# What needs to be done:
Could you filter the data below down to the lines that hold the word "ShiftAction"?

# Data under study:
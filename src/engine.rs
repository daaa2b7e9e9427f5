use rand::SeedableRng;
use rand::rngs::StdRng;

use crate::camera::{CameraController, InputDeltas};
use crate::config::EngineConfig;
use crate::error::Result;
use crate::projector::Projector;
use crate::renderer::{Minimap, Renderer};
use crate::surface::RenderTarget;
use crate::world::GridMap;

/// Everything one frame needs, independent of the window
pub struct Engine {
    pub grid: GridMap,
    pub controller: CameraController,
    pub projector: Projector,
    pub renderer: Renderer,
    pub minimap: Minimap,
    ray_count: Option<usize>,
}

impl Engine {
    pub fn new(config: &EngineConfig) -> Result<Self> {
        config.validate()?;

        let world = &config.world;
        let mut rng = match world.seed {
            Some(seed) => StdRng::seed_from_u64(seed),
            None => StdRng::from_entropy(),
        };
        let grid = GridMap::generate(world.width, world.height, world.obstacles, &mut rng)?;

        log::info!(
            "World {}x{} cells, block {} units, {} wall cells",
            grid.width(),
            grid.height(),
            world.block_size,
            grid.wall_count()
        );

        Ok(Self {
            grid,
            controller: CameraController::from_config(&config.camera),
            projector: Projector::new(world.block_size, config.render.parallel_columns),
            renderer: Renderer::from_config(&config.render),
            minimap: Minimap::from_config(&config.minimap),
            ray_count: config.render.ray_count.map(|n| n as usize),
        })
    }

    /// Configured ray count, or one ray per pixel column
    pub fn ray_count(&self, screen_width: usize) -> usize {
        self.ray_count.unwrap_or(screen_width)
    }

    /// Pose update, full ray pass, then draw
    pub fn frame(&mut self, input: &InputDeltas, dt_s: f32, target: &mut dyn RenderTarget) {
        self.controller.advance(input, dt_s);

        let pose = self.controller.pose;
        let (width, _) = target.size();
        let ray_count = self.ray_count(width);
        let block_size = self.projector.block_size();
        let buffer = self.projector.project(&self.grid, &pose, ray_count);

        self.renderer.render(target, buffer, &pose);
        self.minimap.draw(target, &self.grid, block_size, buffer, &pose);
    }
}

...

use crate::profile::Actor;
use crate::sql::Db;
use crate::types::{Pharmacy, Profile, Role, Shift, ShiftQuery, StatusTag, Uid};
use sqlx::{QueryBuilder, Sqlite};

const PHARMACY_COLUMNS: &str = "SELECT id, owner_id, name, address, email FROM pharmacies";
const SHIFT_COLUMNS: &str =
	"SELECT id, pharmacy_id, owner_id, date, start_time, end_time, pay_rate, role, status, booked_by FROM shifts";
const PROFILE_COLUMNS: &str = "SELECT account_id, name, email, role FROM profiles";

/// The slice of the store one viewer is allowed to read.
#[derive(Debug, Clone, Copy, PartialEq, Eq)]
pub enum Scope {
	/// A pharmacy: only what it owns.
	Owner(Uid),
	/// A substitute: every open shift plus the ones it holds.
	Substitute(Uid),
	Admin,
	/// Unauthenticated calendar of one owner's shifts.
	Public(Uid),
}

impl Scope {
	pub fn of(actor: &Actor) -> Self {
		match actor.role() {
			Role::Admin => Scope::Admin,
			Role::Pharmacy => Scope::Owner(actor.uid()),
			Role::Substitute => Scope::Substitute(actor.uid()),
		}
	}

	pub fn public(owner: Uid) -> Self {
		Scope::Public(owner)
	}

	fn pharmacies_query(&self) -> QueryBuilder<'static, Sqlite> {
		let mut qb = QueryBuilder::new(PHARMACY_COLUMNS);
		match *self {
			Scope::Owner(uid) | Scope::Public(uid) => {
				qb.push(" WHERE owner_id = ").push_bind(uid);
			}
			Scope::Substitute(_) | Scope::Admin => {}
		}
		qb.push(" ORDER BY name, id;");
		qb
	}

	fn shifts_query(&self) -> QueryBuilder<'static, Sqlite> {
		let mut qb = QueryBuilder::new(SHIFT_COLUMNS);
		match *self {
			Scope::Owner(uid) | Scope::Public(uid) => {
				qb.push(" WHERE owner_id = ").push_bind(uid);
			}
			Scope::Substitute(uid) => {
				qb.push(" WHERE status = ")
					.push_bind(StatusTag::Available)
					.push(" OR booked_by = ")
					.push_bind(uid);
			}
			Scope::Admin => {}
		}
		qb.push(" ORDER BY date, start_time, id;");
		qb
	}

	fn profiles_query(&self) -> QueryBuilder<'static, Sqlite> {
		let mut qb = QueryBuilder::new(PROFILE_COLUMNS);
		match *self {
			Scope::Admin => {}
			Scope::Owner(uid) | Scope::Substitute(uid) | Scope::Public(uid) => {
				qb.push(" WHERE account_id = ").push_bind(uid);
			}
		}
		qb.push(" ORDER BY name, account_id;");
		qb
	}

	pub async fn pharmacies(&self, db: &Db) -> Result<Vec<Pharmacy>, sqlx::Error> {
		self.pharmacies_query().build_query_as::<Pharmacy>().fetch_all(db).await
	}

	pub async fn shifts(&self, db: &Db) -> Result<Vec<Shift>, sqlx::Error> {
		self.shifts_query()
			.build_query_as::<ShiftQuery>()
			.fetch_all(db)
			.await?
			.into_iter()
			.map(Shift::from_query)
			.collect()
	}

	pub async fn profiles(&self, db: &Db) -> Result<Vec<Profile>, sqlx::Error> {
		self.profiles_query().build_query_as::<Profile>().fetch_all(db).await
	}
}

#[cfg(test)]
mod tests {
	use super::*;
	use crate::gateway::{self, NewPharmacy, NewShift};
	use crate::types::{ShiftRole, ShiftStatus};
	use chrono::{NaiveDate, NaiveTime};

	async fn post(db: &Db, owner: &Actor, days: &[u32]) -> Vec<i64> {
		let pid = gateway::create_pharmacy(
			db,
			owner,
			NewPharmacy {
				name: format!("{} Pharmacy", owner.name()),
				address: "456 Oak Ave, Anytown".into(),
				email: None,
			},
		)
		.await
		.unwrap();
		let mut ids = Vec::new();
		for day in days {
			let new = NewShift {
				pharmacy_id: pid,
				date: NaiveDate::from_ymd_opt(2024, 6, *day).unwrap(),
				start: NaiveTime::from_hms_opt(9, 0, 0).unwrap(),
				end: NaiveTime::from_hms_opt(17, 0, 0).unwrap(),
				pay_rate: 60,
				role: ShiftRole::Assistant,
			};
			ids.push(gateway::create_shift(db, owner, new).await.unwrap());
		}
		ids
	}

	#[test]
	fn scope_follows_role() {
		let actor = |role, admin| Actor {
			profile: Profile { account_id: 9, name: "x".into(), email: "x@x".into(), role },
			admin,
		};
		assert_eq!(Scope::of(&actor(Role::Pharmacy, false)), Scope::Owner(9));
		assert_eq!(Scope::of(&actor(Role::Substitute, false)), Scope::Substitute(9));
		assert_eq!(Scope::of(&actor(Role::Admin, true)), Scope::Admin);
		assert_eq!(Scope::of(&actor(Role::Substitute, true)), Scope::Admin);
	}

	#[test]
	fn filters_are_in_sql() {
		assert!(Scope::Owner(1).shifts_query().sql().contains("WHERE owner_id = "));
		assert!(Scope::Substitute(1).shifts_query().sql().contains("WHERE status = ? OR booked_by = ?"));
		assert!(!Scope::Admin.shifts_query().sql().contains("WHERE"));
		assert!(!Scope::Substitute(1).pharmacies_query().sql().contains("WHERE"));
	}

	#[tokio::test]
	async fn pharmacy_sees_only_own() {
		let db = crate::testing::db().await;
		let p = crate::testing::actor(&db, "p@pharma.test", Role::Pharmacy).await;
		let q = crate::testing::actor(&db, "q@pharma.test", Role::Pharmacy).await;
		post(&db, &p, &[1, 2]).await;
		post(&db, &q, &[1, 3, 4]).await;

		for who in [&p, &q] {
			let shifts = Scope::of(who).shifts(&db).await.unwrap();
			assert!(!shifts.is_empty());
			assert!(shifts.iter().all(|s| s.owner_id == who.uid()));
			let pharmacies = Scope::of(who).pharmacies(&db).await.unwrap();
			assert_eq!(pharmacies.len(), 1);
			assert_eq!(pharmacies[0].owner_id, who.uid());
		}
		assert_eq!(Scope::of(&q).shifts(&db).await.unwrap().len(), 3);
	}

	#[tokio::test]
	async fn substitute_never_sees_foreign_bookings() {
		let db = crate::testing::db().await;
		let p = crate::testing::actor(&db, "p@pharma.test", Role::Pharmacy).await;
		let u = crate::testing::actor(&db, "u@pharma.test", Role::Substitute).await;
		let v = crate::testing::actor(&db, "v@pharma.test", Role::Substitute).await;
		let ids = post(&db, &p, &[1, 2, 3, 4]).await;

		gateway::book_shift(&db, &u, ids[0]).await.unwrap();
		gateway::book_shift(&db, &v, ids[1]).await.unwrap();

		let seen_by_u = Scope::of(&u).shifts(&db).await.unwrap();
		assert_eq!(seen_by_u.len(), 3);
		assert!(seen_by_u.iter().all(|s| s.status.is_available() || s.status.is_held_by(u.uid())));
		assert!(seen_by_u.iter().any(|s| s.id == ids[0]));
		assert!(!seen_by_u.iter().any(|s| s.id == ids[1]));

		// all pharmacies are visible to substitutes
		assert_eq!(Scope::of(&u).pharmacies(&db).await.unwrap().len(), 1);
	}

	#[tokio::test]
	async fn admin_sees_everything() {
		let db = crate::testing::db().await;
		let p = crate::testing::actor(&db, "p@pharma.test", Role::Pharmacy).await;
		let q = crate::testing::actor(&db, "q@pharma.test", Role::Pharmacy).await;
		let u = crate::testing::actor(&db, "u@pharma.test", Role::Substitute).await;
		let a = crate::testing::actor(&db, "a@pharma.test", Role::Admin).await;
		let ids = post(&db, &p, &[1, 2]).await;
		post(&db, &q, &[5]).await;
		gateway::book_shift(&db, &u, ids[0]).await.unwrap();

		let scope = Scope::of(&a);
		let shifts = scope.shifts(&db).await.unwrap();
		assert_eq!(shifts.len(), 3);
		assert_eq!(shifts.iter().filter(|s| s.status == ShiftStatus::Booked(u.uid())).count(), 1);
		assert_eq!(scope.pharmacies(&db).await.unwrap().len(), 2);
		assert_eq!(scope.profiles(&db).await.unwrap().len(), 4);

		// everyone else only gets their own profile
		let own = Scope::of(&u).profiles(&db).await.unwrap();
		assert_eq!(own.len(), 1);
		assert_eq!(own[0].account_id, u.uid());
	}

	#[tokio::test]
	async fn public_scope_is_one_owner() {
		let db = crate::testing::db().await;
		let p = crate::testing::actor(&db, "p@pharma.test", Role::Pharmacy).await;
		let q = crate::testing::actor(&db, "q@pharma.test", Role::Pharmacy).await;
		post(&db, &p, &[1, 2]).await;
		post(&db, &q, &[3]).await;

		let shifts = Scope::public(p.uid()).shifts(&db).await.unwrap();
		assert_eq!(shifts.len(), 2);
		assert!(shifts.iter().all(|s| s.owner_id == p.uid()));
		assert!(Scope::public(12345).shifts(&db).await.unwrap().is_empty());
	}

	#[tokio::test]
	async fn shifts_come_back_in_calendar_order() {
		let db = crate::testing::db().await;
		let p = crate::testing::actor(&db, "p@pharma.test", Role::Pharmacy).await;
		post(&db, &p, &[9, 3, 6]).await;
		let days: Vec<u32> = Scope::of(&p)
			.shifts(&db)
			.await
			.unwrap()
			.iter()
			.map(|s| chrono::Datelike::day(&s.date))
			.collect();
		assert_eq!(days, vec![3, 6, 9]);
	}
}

* * *

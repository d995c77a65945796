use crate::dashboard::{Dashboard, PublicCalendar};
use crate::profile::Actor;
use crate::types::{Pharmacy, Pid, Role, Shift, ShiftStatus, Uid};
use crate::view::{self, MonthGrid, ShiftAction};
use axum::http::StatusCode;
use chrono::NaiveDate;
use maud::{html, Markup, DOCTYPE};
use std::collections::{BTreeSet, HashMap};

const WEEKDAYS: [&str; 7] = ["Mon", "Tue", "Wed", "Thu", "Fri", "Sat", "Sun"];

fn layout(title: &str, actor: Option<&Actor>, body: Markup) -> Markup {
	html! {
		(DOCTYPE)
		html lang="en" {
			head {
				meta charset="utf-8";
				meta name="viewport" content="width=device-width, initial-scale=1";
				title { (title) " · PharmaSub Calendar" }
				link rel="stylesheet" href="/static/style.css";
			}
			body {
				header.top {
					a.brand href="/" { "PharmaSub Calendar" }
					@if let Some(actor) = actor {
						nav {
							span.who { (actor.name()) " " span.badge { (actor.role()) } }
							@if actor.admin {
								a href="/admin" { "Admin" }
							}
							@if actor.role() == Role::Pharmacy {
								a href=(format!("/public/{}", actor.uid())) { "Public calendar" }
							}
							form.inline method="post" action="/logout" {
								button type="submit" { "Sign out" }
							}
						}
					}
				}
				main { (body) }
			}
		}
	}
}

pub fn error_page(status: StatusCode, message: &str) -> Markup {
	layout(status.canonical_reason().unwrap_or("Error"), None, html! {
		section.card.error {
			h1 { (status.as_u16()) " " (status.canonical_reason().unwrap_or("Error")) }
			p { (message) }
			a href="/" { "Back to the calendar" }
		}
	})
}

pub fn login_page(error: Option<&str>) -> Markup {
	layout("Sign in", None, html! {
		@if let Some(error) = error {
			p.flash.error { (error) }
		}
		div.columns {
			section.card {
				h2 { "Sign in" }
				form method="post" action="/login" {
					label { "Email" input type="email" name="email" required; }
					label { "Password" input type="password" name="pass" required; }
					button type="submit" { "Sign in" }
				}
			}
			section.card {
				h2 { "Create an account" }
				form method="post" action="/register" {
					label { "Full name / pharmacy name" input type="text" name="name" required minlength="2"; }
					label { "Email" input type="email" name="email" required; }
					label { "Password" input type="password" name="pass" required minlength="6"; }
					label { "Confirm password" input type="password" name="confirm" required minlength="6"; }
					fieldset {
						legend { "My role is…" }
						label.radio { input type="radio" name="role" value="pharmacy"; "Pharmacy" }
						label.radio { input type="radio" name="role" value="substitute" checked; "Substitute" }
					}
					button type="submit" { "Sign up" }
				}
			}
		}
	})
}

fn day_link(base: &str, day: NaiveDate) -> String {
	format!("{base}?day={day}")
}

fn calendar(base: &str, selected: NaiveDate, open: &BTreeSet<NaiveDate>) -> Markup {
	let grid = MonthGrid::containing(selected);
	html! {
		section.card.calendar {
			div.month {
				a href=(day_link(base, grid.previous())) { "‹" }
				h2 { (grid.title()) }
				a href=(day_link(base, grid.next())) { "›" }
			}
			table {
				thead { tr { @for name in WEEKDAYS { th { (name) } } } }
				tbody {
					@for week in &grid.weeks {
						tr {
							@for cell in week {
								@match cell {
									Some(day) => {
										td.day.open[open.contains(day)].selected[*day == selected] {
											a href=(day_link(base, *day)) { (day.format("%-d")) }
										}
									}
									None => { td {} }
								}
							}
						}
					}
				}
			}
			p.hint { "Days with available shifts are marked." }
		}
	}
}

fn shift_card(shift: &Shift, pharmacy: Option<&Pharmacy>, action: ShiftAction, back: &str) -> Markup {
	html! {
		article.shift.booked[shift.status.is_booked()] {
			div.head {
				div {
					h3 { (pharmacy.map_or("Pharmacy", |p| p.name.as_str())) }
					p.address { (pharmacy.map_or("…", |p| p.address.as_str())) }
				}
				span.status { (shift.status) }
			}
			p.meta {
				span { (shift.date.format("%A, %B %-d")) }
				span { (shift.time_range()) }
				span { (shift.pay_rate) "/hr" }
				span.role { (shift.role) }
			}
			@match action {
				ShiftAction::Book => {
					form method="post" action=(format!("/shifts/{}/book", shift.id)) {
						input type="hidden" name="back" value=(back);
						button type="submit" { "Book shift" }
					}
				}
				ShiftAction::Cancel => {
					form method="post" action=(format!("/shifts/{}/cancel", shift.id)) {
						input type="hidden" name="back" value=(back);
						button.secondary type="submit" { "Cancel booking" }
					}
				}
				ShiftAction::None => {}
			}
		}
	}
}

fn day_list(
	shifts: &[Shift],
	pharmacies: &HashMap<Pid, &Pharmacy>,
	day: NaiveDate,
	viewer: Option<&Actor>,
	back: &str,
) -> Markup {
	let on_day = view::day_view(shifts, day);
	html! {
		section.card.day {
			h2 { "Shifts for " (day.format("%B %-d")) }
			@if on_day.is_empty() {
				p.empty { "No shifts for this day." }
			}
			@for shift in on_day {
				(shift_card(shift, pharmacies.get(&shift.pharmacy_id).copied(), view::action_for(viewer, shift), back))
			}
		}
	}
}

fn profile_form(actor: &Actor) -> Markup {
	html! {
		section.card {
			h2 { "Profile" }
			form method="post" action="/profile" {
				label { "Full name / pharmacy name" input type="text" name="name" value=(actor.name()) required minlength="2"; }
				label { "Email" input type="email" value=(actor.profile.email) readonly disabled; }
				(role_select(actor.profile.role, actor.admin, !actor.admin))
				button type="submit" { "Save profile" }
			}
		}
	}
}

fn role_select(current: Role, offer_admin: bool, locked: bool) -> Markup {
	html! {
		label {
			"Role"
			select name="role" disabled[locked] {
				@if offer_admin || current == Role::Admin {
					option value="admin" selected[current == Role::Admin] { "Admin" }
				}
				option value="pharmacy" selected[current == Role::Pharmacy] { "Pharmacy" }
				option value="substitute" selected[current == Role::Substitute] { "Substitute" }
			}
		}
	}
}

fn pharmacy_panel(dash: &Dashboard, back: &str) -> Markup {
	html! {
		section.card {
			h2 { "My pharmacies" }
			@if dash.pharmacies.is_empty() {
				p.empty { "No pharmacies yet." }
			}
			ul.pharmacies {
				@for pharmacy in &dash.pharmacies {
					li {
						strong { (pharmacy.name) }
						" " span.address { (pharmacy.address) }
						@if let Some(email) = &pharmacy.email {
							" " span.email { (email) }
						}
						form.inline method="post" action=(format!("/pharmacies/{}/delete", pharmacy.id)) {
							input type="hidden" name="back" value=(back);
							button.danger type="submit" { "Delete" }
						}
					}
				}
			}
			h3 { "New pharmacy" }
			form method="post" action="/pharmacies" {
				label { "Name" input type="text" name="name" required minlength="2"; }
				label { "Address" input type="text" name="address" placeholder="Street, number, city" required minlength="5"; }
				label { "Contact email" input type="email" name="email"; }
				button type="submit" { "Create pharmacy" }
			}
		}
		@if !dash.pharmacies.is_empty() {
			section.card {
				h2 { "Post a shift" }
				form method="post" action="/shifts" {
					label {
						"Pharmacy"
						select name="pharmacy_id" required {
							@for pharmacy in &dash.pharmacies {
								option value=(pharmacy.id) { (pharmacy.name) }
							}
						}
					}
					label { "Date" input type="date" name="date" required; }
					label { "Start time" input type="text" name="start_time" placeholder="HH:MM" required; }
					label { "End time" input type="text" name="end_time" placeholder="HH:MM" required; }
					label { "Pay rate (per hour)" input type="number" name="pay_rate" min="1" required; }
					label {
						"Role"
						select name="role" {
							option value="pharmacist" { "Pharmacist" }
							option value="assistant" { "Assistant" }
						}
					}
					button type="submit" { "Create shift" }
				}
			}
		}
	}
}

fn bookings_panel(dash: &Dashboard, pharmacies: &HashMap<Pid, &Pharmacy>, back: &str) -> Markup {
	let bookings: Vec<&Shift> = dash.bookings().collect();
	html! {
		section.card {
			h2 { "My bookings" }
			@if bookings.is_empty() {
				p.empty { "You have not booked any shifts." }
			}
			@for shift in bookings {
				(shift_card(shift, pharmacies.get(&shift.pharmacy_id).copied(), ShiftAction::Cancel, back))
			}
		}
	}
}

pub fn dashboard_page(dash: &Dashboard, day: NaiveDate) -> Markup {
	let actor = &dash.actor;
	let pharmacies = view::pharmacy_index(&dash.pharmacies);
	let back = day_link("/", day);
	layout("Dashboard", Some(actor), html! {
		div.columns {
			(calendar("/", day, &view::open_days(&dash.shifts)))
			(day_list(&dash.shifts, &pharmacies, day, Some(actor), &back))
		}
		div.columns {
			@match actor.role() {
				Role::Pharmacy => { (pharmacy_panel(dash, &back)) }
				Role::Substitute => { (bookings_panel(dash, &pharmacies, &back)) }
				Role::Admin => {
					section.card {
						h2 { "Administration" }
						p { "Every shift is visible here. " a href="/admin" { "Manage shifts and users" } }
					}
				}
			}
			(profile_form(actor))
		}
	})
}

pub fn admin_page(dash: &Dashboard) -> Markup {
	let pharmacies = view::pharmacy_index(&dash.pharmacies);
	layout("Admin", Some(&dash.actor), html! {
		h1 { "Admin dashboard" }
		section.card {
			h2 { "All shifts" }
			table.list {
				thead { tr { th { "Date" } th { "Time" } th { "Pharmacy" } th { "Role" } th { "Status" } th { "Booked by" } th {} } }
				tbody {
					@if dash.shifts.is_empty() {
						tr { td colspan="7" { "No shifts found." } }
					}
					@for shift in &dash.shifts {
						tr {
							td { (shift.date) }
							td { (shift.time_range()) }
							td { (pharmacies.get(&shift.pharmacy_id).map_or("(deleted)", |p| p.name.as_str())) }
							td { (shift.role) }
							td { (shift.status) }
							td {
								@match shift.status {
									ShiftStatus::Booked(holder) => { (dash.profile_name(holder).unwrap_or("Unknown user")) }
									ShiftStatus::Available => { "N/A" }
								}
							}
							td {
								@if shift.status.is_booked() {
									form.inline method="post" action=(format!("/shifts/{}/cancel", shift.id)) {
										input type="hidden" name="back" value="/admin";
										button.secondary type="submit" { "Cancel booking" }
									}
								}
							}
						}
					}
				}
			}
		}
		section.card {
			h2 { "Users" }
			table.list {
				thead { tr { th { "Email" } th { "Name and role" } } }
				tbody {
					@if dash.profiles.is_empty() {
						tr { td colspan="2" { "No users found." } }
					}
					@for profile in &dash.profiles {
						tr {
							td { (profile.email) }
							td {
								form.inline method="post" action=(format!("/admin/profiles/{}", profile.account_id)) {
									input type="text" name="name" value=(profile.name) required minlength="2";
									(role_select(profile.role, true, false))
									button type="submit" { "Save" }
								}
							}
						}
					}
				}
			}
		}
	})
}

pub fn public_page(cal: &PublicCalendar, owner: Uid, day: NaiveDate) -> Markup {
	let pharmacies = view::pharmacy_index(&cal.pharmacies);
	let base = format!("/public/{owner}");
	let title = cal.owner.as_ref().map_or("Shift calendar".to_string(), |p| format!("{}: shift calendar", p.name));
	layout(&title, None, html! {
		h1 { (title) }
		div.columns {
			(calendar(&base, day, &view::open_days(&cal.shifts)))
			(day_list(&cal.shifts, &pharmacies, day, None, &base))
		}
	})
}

# Expected answer:
use crate::view::{self, MonthGrid, ShiftAction};
fn shift_card(shift: &Shift, pharmacy: Option<&Pharmacy>, action: ShiftAction, back: &str) -> Markup {
				ShiftAction::Book => {
				ShiftAction::Cancel => {
				ShiftAction::None => {}
				(shift_card(shift, pharmacies.get(&shift.pharmacy_id).copied(), ShiftAction::Cancel, back))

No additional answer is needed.